-- INFORMATION GIVEN --
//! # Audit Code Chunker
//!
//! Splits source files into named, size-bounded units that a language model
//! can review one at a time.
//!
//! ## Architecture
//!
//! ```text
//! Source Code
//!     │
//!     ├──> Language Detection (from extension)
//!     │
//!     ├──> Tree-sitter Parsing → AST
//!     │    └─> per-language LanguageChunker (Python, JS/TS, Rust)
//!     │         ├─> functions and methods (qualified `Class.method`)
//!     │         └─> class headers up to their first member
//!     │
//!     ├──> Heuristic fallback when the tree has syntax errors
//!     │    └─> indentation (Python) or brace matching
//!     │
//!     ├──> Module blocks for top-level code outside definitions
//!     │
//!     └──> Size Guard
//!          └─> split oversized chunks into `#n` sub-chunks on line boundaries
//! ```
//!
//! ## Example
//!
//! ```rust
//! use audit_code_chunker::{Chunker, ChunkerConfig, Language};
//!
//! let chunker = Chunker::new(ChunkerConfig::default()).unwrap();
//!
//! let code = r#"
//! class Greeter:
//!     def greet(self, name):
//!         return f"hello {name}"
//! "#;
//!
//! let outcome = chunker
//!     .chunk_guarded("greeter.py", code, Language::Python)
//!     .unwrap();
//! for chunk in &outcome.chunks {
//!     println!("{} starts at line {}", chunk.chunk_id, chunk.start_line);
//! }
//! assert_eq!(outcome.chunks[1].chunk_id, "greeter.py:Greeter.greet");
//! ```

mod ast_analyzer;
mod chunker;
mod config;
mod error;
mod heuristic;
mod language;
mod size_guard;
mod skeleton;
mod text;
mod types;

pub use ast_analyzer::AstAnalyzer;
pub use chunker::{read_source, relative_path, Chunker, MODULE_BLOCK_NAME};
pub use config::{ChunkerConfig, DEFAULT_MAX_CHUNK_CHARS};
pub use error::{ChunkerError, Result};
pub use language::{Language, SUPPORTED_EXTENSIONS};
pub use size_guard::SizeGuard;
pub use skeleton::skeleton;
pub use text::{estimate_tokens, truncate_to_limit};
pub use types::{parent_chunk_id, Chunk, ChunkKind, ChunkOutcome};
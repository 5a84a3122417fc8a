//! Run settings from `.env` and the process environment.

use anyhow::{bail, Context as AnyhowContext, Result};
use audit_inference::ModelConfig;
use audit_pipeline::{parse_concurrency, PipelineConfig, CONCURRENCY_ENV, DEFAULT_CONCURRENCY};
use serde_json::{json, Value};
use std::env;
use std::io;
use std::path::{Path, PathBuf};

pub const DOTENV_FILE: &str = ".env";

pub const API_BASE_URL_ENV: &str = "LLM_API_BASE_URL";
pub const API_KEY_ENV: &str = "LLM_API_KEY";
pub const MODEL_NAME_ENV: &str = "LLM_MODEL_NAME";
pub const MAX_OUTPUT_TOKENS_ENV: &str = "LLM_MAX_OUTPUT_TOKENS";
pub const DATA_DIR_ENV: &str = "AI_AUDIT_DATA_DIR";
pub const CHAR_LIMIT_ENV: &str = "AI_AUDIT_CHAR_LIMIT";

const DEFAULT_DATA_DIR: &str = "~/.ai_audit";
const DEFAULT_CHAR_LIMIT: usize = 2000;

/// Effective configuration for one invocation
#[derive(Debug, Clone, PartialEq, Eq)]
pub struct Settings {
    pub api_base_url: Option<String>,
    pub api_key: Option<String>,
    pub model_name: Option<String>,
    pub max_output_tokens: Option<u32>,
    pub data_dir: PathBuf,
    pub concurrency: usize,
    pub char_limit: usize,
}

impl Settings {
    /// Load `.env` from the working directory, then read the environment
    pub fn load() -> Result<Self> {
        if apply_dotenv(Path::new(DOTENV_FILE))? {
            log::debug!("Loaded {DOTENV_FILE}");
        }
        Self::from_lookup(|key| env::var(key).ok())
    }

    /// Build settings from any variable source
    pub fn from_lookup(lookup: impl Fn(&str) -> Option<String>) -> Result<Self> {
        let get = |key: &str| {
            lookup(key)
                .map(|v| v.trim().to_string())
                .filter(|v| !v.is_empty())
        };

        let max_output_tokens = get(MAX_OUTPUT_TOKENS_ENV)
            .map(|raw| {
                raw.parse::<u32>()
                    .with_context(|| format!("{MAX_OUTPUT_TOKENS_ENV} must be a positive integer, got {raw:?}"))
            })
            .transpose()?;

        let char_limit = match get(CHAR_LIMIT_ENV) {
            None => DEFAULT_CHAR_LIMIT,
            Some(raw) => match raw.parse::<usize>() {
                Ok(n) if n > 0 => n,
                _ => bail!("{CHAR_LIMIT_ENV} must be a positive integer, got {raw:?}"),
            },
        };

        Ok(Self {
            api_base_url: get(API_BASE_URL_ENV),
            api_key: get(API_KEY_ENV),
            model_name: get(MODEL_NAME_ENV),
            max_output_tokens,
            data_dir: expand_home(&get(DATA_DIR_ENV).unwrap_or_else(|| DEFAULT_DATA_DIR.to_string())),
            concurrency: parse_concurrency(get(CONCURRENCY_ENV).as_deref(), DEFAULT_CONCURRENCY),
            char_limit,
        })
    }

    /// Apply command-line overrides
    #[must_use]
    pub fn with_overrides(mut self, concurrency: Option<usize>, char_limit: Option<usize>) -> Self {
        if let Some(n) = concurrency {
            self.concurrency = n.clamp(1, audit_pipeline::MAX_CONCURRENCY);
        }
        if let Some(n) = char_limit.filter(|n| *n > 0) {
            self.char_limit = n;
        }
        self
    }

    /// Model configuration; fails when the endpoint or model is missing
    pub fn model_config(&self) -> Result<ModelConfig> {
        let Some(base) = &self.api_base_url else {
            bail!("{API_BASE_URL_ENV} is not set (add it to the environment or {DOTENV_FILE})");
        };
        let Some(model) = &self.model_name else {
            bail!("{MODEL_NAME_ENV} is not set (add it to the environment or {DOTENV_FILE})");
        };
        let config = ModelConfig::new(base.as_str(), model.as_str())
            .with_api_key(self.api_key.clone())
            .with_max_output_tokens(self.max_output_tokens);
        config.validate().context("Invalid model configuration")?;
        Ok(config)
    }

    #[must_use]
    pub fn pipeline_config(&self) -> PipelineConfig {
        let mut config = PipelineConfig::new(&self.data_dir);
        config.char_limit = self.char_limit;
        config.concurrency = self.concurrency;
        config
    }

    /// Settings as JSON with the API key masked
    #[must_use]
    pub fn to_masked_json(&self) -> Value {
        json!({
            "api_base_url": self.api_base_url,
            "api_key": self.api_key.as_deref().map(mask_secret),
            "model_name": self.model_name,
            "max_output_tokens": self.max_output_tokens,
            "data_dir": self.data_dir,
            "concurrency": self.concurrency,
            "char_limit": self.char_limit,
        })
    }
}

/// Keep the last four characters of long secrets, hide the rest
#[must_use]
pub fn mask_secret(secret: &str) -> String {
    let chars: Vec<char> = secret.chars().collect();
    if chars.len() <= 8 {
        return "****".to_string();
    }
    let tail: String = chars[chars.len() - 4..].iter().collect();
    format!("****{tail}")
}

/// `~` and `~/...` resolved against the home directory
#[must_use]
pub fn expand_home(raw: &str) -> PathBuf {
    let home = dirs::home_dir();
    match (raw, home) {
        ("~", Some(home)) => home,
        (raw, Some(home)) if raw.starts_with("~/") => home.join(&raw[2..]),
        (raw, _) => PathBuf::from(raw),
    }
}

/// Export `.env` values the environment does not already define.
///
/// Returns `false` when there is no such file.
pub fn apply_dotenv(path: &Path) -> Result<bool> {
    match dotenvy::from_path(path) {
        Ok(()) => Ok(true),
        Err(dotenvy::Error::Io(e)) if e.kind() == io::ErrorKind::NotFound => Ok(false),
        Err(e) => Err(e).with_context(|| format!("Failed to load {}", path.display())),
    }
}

-- AIM OF THE EXERCISE --
From the records above, copy each line where the word "directory" can be found.

-- EXPECTED OUTPUT --
    /// Load `.env` from the working directory, then read the environment
/// `~` and `~/...` resolved against the home directory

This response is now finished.